Vraiment je me demande
Ce qui se fabrique là-dessous
En d’invisibles poussées une très lente orogenèse
Un temps immense où je ne suis pas
FSR :
Te lisant, chère Françoise, et par retour ironique (vive l’autodérision), me reviennent ces vers qui font plaisanterie – mais où les ai-je donc lus ?
c’est bien beau tout cela
surtout
quand c’est moi
Je ne sais plus d’où, depuis quoi parlent ces mots – qui est le sujet, le fameux « moi » qui s’exprime ici, est-ce un lecteur, un poète, le poème lui-même ? (Rétablissons ces vers en prose, et voici la réplique d’un personnage de Beckett). Me plaît, aujourd’hui, de ne pas me souvenir, et pleinement je me réjouis de ce qui s’ouvre dans ces propos un rien goguenards, un rien décalés.
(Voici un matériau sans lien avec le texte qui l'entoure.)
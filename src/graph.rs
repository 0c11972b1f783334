//! Phase Graph: merge phase definitions with live status into renderable nodes and edges
//!
//! Nodes are a pure projection of (`PhasesResponse`, `WorkflowStatus`) and are rebuilt
//! wholesale whenever either snapshot changes. Node order is part of the contract:
//! ascending phase number, then declaration order inside the phase. Each node also
//! carries its `(phase_num, index_in_phase)` position so consumers need not rely on
//! array position.

use crate::dependencies::{resolve_dependencies, DependencyInfo};
use std::collections::HashSet;
use crate::label::LabelFormatter;
use crate::phases::{PhasesResponse, WorkflowKind, WorkflowState, WorkflowStatus};
use crate::visual_state::{classify, VisualState};
use serde::{Deserialize, Serialize};

// =============================================================================
// Public Types (match TypeScript PhaseGraph)
// =============================================================================

#[derive(Debug, Clone, PartialEq, Serialize, Deserialize)]
#[serde(rename_all = "camelCase")]
pub struct PhaseGraphNode {
    pub workflow_id: String,
    pub label: String,
    pub phase_num: u32,
    pub index_in_phase: usize,
    pub is_required: bool,
    pub is_optional: bool,
    pub is_conditional: bool,
    pub agent: Option<String>,
    pub included_by: Option<String>,
    pub purpose: Option<String>,
    pub status: WorkflowState,
    pub is_current: bool,
    pub dependencies_met: bool,
    pub unmet_dependencies: Vec<String>,
    pub artifact_path: Option<String>,
    pub exclude_from_primary_navigation: bool,
    pub visual_state: VisualState,
    pub aria_label: String,
}

impl PhaseGraphNode {
    pub fn kind(&self) -> WorkflowKind {
        if self.is_required {
            WorkflowKind::Required
        } else if self.is_conditional {
            WorkflowKind::Conditional
        } else {
            WorkflowKind::Optional
        }
    }

    pub fn is_locked(&self) -> bool {
        self.visual_state == VisualState::Locked
    }
}

#[derive(Debug, Clone, PartialEq, Eq, Serialize, Deserialize)]
#[serde(rename_all = "camelCase")]
pub struct PhaseGraphEdge {
    pub id: String,
    pub from: String,
    pub to: String,
    /// Rendering hint only (dashed line), not a weaker dependency.
    pub is_optional: bool,
}

impl PhaseGraphEdge {
    /// Solid edge in the required chain. Id is `"{from}->{to}"`.
    fn sequential(from: &str, to: &str) -> Self {
        Self {
            id: format!("{}->{}", from, to),
            from: from.to_string(),
            to: to.to_string(),
            is_optional: false,
        }
    }

    /// Parent to `included_by` child. Id is `"{from}->{to}:include"` so it can sit
    /// next to a sequential edge over the same pair.
    fn inclusion(from: &str, to: &str, is_optional: bool) -> Self {
        Self {
            id: format!("{}->{}:include", from, to),
            from: from.to_string(),
            to: to.to_string(),
            is_optional,
        }
    }
}

/// One phase column header with its completion rollup.
#[derive(Debug, Clone, PartialEq, Serialize, Deserialize)]
#[serde(rename_all = "camelCase")]
pub struct PhaseColumn {
    pub phase_num: u32,
    pub name: String,
    pub workflow_ids: Vec<String>,
    pub completed_count: u32,
    pub total_required: u32,
    pub percent_complete: f32,
}

#[derive(Debug, Clone, Default, PartialEq, Serialize, Deserialize)]
#[serde(rename_all = "camelCase")]
pub struct PhaseGraph {
    pub method_name: Option<String>,
    pub nodes: Vec<PhaseGraphNode>,
    pub edges: Vec<PhaseGraphEdge>,
    pub columns: Vec<PhaseColumn>,
    pub total_progress: u8,
}

impl PhaseGraph {
    pub fn is_empty(&self) -> bool {
        self.nodes.is_empty()
    }

    pub fn node(&self, workflow_id: &str) -> Option<&PhaseGraphNode> {
        self.nodes.iter().find(|n| n.workflow_id == workflow_id)
    }
}

// =============================================================================
// Builder
// =============================================================================

#[derive(Debug, Clone, Default)]
pub struct GraphBuilder {
    labels: LabelFormatter,
}

impl GraphBuilder {
    pub fn new(labels: LabelFormatter) -> Self {
        Self { labels }
    }

    pub fn labels(&self) -> &LabelFormatter {
        &self.labels
    }

    /// One node per workflow. Empty when either snapshot is missing.
    pub fn build_nodes(
        &self,
        phases: Option<&PhasesResponse>,
        status: Option<&WorkflowStatus>,
    ) -> Vec<PhaseGraphNode> {
        let (Some(phases), Some(status)) = (phases, status) else {
            return Vec::new();
        };

        let mut dependencies = resolve_dependencies(phases, status).into_iter();
        let mut nodes = Vec::new();

        for phase in phases.ordered_phases() {
            for (index_in_phase, workflow) in phase.workflows.iter().enumerate() {
                let state = status.state_of(&workflow.id);
                let is_current = status.is_next(&workflow.id);
                let deps = dependencies.next().unwrap_or_else(|| DependencyInfo {
                    dependencies_met: true,
                    unmet_dependencies: Vec::new(),
                });
                let visual_state = classify(state, is_current, deps.dependencies_met);
                let label = self.labels.format(&workflow.id);

                let mut node = PhaseGraphNode {
                    workflow_id: workflow.id.clone(),
                    label,
                    phase_num: phase.phase,
                    index_in_phase,
                    is_required: workflow.kind() == WorkflowKind::Required,
                    is_optional: workflow.kind() == WorkflowKind::Optional,
                    is_conditional: workflow.is_conditional(),
                    agent: workflow.agent.clone(),
                    included_by: workflow.included_by.clone(),
                    purpose: workflow.purpose.clone(),
                    status: state,
                    is_current,
                    dependencies_met: deps.dependencies_met,
                    unmet_dependencies: deps.unmet_dependencies,
                    artifact_path: status.artifact_path(&workflow.id).map(String::from),
                    exclude_from_primary_navigation: workflow.exclude_from_primary_navigation,
                    visual_state,
                    aria_label: String::new(),
                };
                node.aria_label = aria_label(&node, &self.labels);
                nodes.push(node);
            }
        }

        nodes
    }

    /// Sequential edges between required workflows (within and across phases)
    /// plus inclusion edges from each `included_by` parent. Edge ids are unique;
    /// a pair repeated by ids recurring across phases is emitted once.
    pub fn build_edges(&self, phases: Option<&PhasesResponse>) -> Vec<PhaseGraphEdge> {
        let Some(phases) = phases else {
            return Vec::new();
        };

        let known_ids = phases.workflow_ids();
        let mut edges = EdgeList::default();
        let mut carried_required: Option<&str> = None;

        for phase in phases.ordered_phases() {
            let required: Vec<&str> = phase.required_workflows().map(|w| w.id.as_str()).collect();

            if let (Some(previous), Some(first)) = (carried_required, required.first()) {
                edges.push(PhaseGraphEdge::sequential(previous, first));
            }

            for pair in required.windows(2) {
                edges.push(PhaseGraphEdge::sequential(pair[0], pair[1]));
            }

            for workflow in &phase.workflows {
                let Some(parent) = workflow.included_by.as_deref() else {
                    continue;
                };
                if !known_ids.contains(parent) {
                    continue;
                }
                let dashed = matches!(
                    workflow.kind(),
                    WorkflowKind::Optional | WorkflowKind::Conditional
                );
                edges.push(PhaseGraphEdge::inclusion(parent, &workflow.id, dashed));
            }

            if let Some(last) = required.last() {
                carried_required = Some(*last);
            }
        }

        edges.edges
    }

    /// Phase column headers. Backend rollups win; otherwise count required
    /// workflows that are complete or skipped, same as `total_progress`.
    pub fn build_columns(
        &self,
        phases: Option<&PhasesResponse>,
        status: Option<&WorkflowStatus>,
    ) -> Vec<PhaseColumn> {
        let (Some(phases), Some(status)) = (phases, status) else {
            return Vec::new();
        };

        phases
            .ordered_phases()
            .into_iter()
            .map(|phase| {
                let (completed_count, total_required, percent_complete) =
                    match status.completion_for_phase(phase.phase) {
                        Some(rollup) => (
                            rollup.completed_count,
                            rollup.total_required,
                            rollup.percent_complete,
                        ),
                        None => {
                            let total = phase.required_workflows().count() as u32;
                            let done = phase
                                .required_workflows()
                                .filter(|w| status.is_done(&w.id))
                                .count() as u32;
                            (done, total, percent(done, total))
                        }
                    };

                PhaseColumn {
                    phase_num: phase.phase,
                    name: phase.name.clone(),
                    workflow_ids: phase.workflows.iter().map(|w| w.id.clone()).collect(),
                    completed_count,
                    total_required,
                    percent_complete,
                }
            })
            .collect()
    }

    pub fn build(
        &self,
        phases: Option<&PhasesResponse>,
        status: Option<&WorkflowStatus>,
    ) -> PhaseGraph {
        let nodes = self.build_nodes(phases, status);
        if nodes.is_empty() {
            return PhaseGraph::default();
        }

        let required: Vec<&PhaseGraphNode> = nodes.iter().filter(|n| n.is_required).collect();
        let done = required.iter().filter(|n| n.status.is_done()).count() as u32;
        let total_progress = percent(done, required.len() as u32).round() as u8;

        PhaseGraph {
            method_name: phases.map(|p| p.method_name.clone()),
            edges: self.build_edges(phases),
            columns: self.build_columns(phases, status),
            nodes,
            total_progress,
        }
    }
}

#[derive(Default)]
struct EdgeList {
    seen: HashSet<String>,
    edges: Vec<PhaseGraphEdge>,
}

impl EdgeList {
    fn push(&mut self, edge: PhaseGraphEdge) {
        if self.seen.insert(edge.id.clone()) {
            self.edges.push(edge);
        }
    }
}

fn percent(done: u32, total: u32) -> f32 {
    if total == 0 {
        0.0
    } else {
        (done as f32 / total as f32) * 100.0
    }
}

/// Build nodes with the default label rules.
pub fn build_nodes(
    phases: Option<&PhasesResponse>,
    status: Option<&WorkflowStatus>,
) -> Vec<PhaseGraphNode> {
    GraphBuilder::default().build_nodes(phases, status)
}

/// Build edges with the default label rules.
pub fn build_edges(phases: Option<&PhasesResponse>) -> Vec<PhaseGraphEdge> {
    GraphBuilder::default().build_edges(phases)
}

pub fn build_graph(phases: Option<&PhasesResponse>, status: Option<&WorkflowStatus>) -> PhaseGraph {
    GraphBuilder::default().build(phases, status)
}

/// Screen-reader label for a rendered node.
///
/// `"{label}, Phase {n}, {kind}, {state}"`, plus the blocking workflows when locked.
pub fn aria_label(node: &PhaseGraphNode, labels: &LabelFormatter) -> String {
    let mut text = format!(
        "{}, Phase {}, {}, {}",
        node.label,
        node.phase_num,
        node.kind().as_str(),
        node.visual_state
    );
    if node.visual_state == VisualState::Locked {
        let blockers: Vec<String> = node
            .unmet_dependencies
            .iter()
            .map(|id| labels.format(id))
            .collect();
        text.push_str(&format!(" — blocked by: {}", blockers.join(", ")));
    }
    text
}

// =============================================================================
// Tests
// =============================================================================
Lucidité : dans la réception de toute création, souvent touche ce qui touche à soi – et immédiatement pointe comme un regret de s’y être retrouvé, de s’être reconnu là. La ligne de mire du poème est devenue miroir – la réflexion, réflexivité. Le poème s’est clos, la phrase s’est fermée. Poésie, métapoésie, « bien beau tout cela », oui, bien pensé, bien dit, mais que s’est-il passé ? Où le désir, où le plaisir ? Les sciences, plutôt que les lettres (n’est-ce pas curieux ?), ont inventé ce terme merveilleux : l’autopoïèse, et c’est ainsi que j’aime, que je chéris la poésie : quand elle se fait (comme le vivant) système ouvert, principe dissipatif. J’applaudis quand le poème, précisément pour maintenir son énergie, sa dynamique, évolue et propose : et si l’on passait à autre chose ? à quelqu’un d’autre ?
Ce quelqu’un d’autre, pour l’heure, et pour revenir à notre affaire, ce serait Baselitz, et cette autre chose, son tableau, Der Dichter (soit « Le poète ») peint en 1965 (Huile sur toile, 162.00 x 130.00 cm, Hors Collection).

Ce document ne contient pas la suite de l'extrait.